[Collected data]
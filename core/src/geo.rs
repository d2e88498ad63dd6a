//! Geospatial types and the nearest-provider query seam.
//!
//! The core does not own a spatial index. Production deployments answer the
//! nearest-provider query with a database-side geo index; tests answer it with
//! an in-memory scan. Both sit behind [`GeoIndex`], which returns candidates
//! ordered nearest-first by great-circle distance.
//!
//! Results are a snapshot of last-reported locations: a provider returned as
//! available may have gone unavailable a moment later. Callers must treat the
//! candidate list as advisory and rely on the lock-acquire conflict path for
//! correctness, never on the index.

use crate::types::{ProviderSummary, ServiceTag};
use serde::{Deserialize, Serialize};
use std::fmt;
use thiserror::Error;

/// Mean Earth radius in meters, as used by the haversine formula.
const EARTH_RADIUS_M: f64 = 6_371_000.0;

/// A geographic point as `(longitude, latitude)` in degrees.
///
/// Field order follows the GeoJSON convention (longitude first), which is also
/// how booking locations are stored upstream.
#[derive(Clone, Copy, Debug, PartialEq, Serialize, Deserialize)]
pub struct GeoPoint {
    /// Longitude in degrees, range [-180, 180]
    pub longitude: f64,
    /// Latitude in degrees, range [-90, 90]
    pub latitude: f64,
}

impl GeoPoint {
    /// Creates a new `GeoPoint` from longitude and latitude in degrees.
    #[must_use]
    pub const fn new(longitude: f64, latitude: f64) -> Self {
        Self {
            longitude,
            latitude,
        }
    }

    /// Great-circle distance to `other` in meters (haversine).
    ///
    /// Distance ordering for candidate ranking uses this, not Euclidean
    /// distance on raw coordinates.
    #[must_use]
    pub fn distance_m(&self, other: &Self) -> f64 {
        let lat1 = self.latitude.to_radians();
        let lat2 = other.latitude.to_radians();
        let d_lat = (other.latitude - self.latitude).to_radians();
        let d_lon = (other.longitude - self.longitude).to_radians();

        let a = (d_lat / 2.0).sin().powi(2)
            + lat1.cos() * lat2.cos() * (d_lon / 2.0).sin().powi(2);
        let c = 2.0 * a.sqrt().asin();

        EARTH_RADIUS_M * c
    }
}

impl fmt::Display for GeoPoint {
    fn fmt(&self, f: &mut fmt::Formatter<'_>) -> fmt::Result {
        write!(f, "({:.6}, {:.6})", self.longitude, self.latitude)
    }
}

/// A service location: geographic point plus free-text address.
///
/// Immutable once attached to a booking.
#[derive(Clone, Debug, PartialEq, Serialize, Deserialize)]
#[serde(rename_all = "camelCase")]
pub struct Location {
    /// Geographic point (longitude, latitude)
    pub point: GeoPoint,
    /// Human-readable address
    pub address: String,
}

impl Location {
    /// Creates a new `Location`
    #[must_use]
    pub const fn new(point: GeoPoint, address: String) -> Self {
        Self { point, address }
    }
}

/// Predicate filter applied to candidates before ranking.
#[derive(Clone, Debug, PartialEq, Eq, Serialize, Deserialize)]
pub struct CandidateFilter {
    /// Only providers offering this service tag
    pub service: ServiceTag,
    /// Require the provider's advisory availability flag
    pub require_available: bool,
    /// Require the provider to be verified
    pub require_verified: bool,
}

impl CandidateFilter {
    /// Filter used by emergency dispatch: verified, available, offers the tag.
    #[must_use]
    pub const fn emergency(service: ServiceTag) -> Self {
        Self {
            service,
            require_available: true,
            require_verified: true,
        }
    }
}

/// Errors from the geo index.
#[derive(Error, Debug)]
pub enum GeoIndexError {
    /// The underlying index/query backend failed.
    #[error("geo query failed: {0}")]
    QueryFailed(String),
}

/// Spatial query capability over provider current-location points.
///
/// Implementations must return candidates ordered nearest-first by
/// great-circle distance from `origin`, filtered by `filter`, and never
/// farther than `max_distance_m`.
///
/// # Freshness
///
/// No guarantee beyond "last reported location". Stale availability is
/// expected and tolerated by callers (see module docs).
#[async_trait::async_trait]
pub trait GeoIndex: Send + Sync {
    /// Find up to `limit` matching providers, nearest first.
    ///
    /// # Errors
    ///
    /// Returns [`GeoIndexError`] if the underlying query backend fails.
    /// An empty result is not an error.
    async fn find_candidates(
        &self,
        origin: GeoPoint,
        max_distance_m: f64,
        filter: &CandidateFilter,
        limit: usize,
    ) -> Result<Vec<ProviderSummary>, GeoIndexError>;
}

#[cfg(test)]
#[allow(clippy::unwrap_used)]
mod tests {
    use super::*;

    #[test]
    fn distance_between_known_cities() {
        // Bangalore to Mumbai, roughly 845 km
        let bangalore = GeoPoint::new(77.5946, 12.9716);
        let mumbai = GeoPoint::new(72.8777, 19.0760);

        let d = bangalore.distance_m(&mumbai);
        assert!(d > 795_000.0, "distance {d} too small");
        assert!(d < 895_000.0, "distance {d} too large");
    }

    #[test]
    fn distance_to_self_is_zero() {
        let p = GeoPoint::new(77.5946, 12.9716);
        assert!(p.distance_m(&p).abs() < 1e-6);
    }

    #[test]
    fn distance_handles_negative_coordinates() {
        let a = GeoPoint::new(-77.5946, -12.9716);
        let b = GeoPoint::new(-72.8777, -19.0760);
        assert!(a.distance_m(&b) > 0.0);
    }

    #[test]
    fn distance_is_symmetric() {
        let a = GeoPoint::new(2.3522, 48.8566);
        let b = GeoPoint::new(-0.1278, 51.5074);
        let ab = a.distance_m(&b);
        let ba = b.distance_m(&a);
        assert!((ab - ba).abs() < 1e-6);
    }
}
==
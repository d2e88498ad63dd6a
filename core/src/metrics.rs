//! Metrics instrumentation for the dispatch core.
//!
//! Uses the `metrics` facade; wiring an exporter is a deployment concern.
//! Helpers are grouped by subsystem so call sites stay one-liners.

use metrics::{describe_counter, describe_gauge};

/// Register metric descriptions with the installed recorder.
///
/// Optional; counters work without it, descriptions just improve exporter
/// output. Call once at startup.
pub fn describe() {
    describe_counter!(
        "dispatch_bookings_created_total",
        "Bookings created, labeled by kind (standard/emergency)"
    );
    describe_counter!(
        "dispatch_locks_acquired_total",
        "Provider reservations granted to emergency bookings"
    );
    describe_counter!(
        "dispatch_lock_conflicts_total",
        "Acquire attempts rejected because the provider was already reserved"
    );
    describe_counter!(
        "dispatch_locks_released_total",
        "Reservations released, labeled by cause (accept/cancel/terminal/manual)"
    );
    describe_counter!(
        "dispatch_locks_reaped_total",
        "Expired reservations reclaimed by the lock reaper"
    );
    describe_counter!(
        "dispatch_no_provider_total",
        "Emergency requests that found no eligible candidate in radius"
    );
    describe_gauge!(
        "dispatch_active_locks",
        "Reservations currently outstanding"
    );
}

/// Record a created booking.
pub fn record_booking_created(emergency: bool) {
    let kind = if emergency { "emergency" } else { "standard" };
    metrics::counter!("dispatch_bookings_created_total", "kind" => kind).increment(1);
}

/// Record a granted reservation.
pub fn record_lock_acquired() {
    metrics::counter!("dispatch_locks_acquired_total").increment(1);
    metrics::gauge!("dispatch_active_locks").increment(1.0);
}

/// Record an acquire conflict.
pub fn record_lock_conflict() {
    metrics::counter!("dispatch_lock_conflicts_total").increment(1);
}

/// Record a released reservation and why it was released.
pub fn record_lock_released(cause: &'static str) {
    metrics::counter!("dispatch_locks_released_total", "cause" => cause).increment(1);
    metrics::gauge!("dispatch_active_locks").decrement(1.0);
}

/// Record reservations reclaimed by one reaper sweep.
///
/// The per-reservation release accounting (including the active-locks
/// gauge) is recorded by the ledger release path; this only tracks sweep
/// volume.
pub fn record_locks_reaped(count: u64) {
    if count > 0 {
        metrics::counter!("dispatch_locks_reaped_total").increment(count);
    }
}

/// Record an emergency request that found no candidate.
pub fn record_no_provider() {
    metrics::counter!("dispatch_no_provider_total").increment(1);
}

Exercise details =>
Which of the lines above carry the string "reported"? Pick them out and copy them.

Result below =>
//! Results are a snapshot of last-reported locations: a provider returned as
/// No guarantee beyond "last reported location". Stale availability is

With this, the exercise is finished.